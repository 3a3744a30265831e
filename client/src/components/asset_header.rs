//! Detail page header: asset image, name and id.

use leptos::prelude::*;

use crate::util::route::{asset_image_path, image_fallback};

/// The image falls back to the default picture once if its own file is missing.
#[component]
pub fn AssetHeader(name: String, id: u32) -> impl IntoView {
    let src = RwSignal::new(asset_image_path(&name));
    let alt = name.clone();
    let on_error = move |_| {
        if let Some(fallback) = image_fallback(&src.get_untracked()) {
            src.set(fallback.to_owned());
        }
    };

    view! {
        <header class="asset-header">
            <img class="asset-header__image" src=move || src.get() alt=alt on:error=on_error/>
            <div class="asset-header__text">
                <h1 class="asset-header__name">{name}</h1>
                <p class="asset-header__id">"Asset ID: " {id}</p>
            </div>
        </header>
    }
}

--- What the exercise asks ---
The line containing "pub fn AssetHeader(name: String, id: u32)" marks the end: copy exactly every line from the top of the data above down to it, that line included.

--- Exercise solution ---
repository 3a3744a30265831e
filename client/src/components/asset_header.rs
//! Detail page header: asset image, name and id.

use leptos::prelude::*;

use crate::util::route::{asset_image_path, image_fallback};

/// The image falls back to the default picture once if its own file is missing.
#[component]
pub fn AssetHeader(name: String, id: u32) -> impl IntoView {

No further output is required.